### Work request
Check each line of the data, and copy those where "capability" appears.
== Supplied records ==
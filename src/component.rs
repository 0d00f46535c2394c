use crate::{render, Document, Element, Error, Props, Result, State};
use std::cell::{Cell, RefCell};
use std::fmt;
use std::rc::Rc;

/// A stateful rendering component.
///
/// `render` is the only thing a component has to provide. Props and state
/// live in the component's instance, not in the implementing type, and are
/// handed to `render` through the [`RenderContext`].
///
/// ## Example
///
/// ```
/// use mini_react::{element, map, on, Component, Element, Props, RenderContext, State, Value};
///
/// #[derive(Default)]
/// struct Counter;
///
/// impl Component for Counter {
///     fn initial_state(&self, props: &Props) -> State {
///         map! { "count" => props.get("start").cloned().unwrap_or(Value::Number(0.0)) }
///     }
///
///     fn render(&self, cx: &RenderContext) -> Option<Element> {
///         let updater = cx.updater().clone();
///         let count = cx.state().get("count").and_then(Value::as_f64).unwrap_or(0.0);
///         Some(element!(
///             "button",
///             map! {
///                 "onClick" => on(move |_event| {
///                     updater.set_state(map! { "count" => count + 1.0 })
///                 }),
///             },
///             count,
///         ))
///     }
/// }
/// ```
pub trait Component: 'static {
    /// The state a new instance starts with. Defaults to an empty map.
    fn initial_state(&self, _props: &Props) -> State {
        State::new()
    }

    /// Describe this component's current output.
    ///
    /// Returning `None` makes rendering fail with [`Error::EmptyRender`].
    fn render(&self, cx: &RenderContext) -> Option<Element>;
}

/// A reference to a component type, used as an element's tag.
#[derive(Clone, Copy)]
pub struct ComponentRef {
    name: &'static str,
    construct: fn(&Props) -> Box<dyn Component>,
}

impl ComponentRef {
    /// Create a component reference from a name and a constructor that is
    /// given the element's attributes as props.
    #[inline]
    pub fn new(name: &'static str, construct: fn(&Props) -> Box<dyn Component>) -> ComponentRef {
        ComponentRef { name, construct }
    }

    /// A component reference that constructs `C` with `Default`.
    pub fn of<C>() -> ComponentRef
    where
        C: Component + Default,
    {
        fn construct<C>(_props: &Props) -> Box<dyn Component>
        where
            C: Component + Default,
        {
            Box::new(C::default())
        }

        let name = std::any::type_name::<C>();
        let name = name.rsplit("::").next().unwrap_or(name);
        ComponentRef {
            name,
            construct: construct::<C>,
        }
    }

    /// The component's name.
    #[inline]
    pub fn name(&self) -> &'static str {
        self.name
    }
}

impl fmt::Debug for ComponentRef {
    fn fmt(&self, f: &mut fmt::Formatter) -> fmt::Result {
        f.debug_struct("ComponentRef")
            .field("name", &self.name)
            .finish()
    }
}

/// What a component's `render` can see: its props, its current state, and
/// the capability to update that state.
pub struct RenderContext<'a> {
    props: &'a Props,
    state: &'a State,
    updater: &'a Updater,
}

impl<'a> RenderContext<'a> {
    /// The props this instance was constructed with.
    #[inline]
    pub fn props(&self) -> &'a Props {
        self.props
    }

    /// This instance's current state.
    #[inline]
    pub fn state(&self) -> &'a State {
        self.state
    }

    /// The capability to update this instance's state. Clone it into event
    /// listeners.
    #[inline]
    pub fn updater(&self) -> &'a Updater {
        self.updater
    }
}

impl fmt::Debug for RenderContext<'_> {
    fn fmt(&self, f: &mut fmt::Formatter) -> fmt::Result {
        f.debug_struct("RenderContext")
            .field("props", &self.props)
            .field("state", &self.state)
            .finish()
    }
}

trait Stateful {
    fn set_state(self: Rc<Self>, change: State) -> Result<()>;
    fn state(&self) -> State;
    fn name(&self) -> &'static str;
}

/// A handle to one component instance that can update its state.
///
/// The renderer gives every instance its own updater. Holding an updater keeps
/// the instance alive.
#[derive(Clone)]
pub struct Updater {
    inner: Rc<dyn Stateful>,
}

impl Updater {
    /// Shallowly merge `change` into the instance's state, then synchronously
    /// re-render the instance, replacing its host node.
    ///
    /// Every call rebuilds, even when nothing actually changed.
    #[inline]
    pub fn set_state(&self, change: State) -> Result<()> {
        Rc::clone(&self.inner).set_state(change)
    }

    /// A snapshot of the instance's current state.
    #[inline]
    pub fn state(&self) -> State {
        self.inner.state()
    }
}

impl fmt::Debug for Updater {
    fn fmt(&self, f: &mut fmt::Formatter) -> fmt::Result {
        f.debug_struct("Updater")
            .field("component", &self.inner.name())
            .finish()
    }
}

/// A live component instance.
///
/// An instance owns its props, its state, and the single host node it most
/// recently rendered (its *base*).
pub struct Instance<D: Document> {
    name: &'static str,
    component: Box<dyn Component>,
    props: Props,
    state: RefCell<State>,
    base: RefCell<Option<D::Node>>,
    rendering: Cell<bool>,
    doc: D,
}

impl<D: Document> Instance<D> {
    /// Construct an instance of the referenced component. Nothing is rendered
    /// yet.
    pub fn new(doc: D, component: &ComponentRef, props: Props) -> Rc<Instance<D>> {
        let name = component.name;
        let component = (component.construct)(&props);
        let state = component.initial_state(&props);
        debug!("constructed `{}` with props {:?}", name, props);
        Rc::new(Instance {
            name,
            component,
            props,
            state: RefCell::new(state),
            base: RefCell::new(None),
            rendering: Cell::new(false),
            doc,
        })
    }

    /// The component's name.
    #[inline]
    pub fn name(&self) -> &'static str {
        self.name
    }

    /// The props this instance was constructed with.
    #[inline]
    pub fn props(&self) -> &Props {
        &self.props
    }

    /// A snapshot of the current state.
    #[inline]
    pub fn state(&self) -> State {
        self.state.borrow().clone()
    }

    /// The host node this instance currently owns, if it has rendered.
    #[inline]
    pub fn base(&self) -> Option<D::Node> {
        self.base.borrow().clone()
    }

    /// The document this instance renders into.
    #[inline]
    pub fn document(&self) -> &D {
        &self.doc
    }

    /// This instance's updater.
    pub fn updater(this: &Rc<Instance<D>>) -> Updater {
        Updater {
            inner: Rc::clone(this) as Rc<dyn Stateful>,
        }
    }

    /// Shallowly merge `change` into the state and re-render.
    pub fn set_state(this: &Rc<Instance<D>>, change: State) -> Result<()> {
        if this.rendering.get() {
            return Err(Error::UpdateDuringRender {
                component: this.name,
            });
        }
        debug!("`{}`.set_state({:?})", this.name, change);
        this.state.borrow_mut().merge(change);
        render::render_component(this).map(drop)
    }

    /// Mark the instance as rendering until the returned guard is dropped.
    pub(crate) fn begin_render(&self) -> RenderingGuard<'_> {
        self.rendering.set(true);
        RenderingGuard(&self.rendering)
    }

    /// Run the component's `render` against the current props and state.
    pub(crate) fn render_element(this: &Rc<Instance<D>>) -> Result<Element> {
        let updater = Instance::updater(this);
        let state = this.state.borrow();
        let cx = RenderContext {
            props: &this.props,
            state: &*state,
            updater: &updater,
        };
        this.component.render(&cx).ok_or(Error::EmptyRender {
            component: this.name,
        })
    }

    pub(crate) fn set_base(&self, node: D::Node) {
        *self.base.borrow_mut() = Some(node);
    }
}

impl<D: Document> Stateful for Instance<D> {
    fn set_state(self: Rc<Self>, change: State) -> Result<()> {
        Instance::set_state(&self, change)
    }

    fn state(&self) -> State {
        Instance::state(self)
    }

    fn name(&self) -> &'static str {
        self.name
    }
}

impl<D: Document> fmt::Debug for Instance<D> {
    fn fmt(&self, f: &mut fmt::Formatter) -> fmt::Result {
        f.debug_struct("Instance")
            .field("name", &self.name)
            .field("props", &self.props)
            .field("state", &self.state)
            .field("base", &self.base)
            .finish()
    }
}

pub(crate) struct RenderingGuard<'a>(&'a Cell<bool>);

impl Drop for RenderingGuard<'_> {
    fn drop(&mut self) {
        self.0.set(false);
    }
}
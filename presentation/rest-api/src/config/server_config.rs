use std::env;

const DEFAULT_IP: &str = "127.0.0.1";
const DEFAULT_PORT: u16 = 8080;

/// Server configuration for HTTP listener
#[derive(Debug, Clone)]
pub struct ServerConfig {
    pub ip: String,
    pub port: u16,
}

impl ServerConfig {
    /// Load server configuration from environment variables
    ///
    /// Environment variables:
    /// - SERVICE_IP: IP address to bind (default: "127.0.0.1")
    /// - SERVICE_PORT: Port to bind (default: 8080; unparsable values fall back to it)
    pub fn from_env() -> Self {
        let ip = env::var("SERVICE_IP")
            .ok()
            .filter(|ip| !ip.trim().is_empty())
            .unwrap_or_else(|| DEFAULT_IP.to_string());
        let port = parse_port(env::var("SERVICE_PORT").ok().as_deref());

        Self { ip, port }
    }

    /// Get the bind address as "ip:port"
    pub fn bind_address(&self) -> String {
        format!("{}:{}", self.ip, self.port)
    }
}

fn parse_port(raw: Option<&str>) -> u16 {
    raw.and_then(|p| p.trim().parse::<u16>().ok())
        .unwrap_or(DEFAULT_PORT)
}
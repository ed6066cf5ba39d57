use std::sync::Arc;

use poem::http::{StatusCode, header};
use poem::{Endpoint, IntoResponse, Middleware, Request, Response, Result};
use poem_openapi::payload::Json;

use crate::api::error::ErrorResponse;
use crate::config::host_config::AllowedHosts;

const FORWARDED_HOST: &str = "x-forwarded-host";

/// Rejects requests whose host is not in the configured allow-list before
/// they reach any route, health included.
pub struct HostGuard {
    allowed: Arc<AllowedHosts>,
}

impl HostGuard {
    pub fn new(allowed: AllowedHosts) -> Self {
        Self {
            allowed: Arc::new(allowed),
        }
    }
}

impl<E: Endpoint> Middleware<E> for HostGuard {
    type Output = HostGuardEndpoint<E>;

    fn transform(&self, ep: E) -> Self::Output {
        HostGuardEndpoint {
            inner: ep,
            allowed: self.allowed.clone(),
        }
    }
}

pub struct HostGuardEndpoint<E> {
    inner: E,
    allowed: Arc<AllowedHosts>,
}

impl<E: Endpoint> Endpoint for HostGuardEndpoint<E> {
    type Output = Response;

    async fn call(&self, req: Request) -> Result<Self::Output> {
        let host = request_host(&req);

        if !self.allowed.permits(host.as_deref()) {
            let shown = host.unwrap_or_else(|| "<missing>".to_string());
            tracing::warn!(
                host = %shown,
                path = %req.uri().path(),
                "Rejected request with disallowed host"
            );
            return Ok((
                StatusCode::BAD_REQUEST,
                Json(ErrorResponse::new(
                    "Invalid Host header",
                    Some(format!("{} is not in ALLOWED_HOSTS", shown)),
                )),
            )
                .into_response());
        }

        self.inner.call(req).await.map(IntoResponse::into_response)
    }
}

/// Host as declared by the client: a proxy's `X-Forwarded-Host` wins over `Host`,
/// which wins over the URI authority. A forwarded chain is kept whole, so it
/// fails validation.
fn request_host(req: &Request) -> Option<String> {
    header_value(req, FORWARDED_HOST)
        .or_else(|| header_value(req, header::HOST.as_str()))
        .or_else(|| req.uri().host())
        .map(str::to_string)
}

fn header_value<'a>(req: &'a Request, name: &str) -> Option<&'a str> {
    req.headers()
        .get(name)
        .and_then(|v| v.to_str().ok())
        .map(str::trim)
        .filter(|v| !v.is_empty())
}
===
### Exercise response
/// the capability to update that state.
    /// The capability to update this instance's state. Clone it into event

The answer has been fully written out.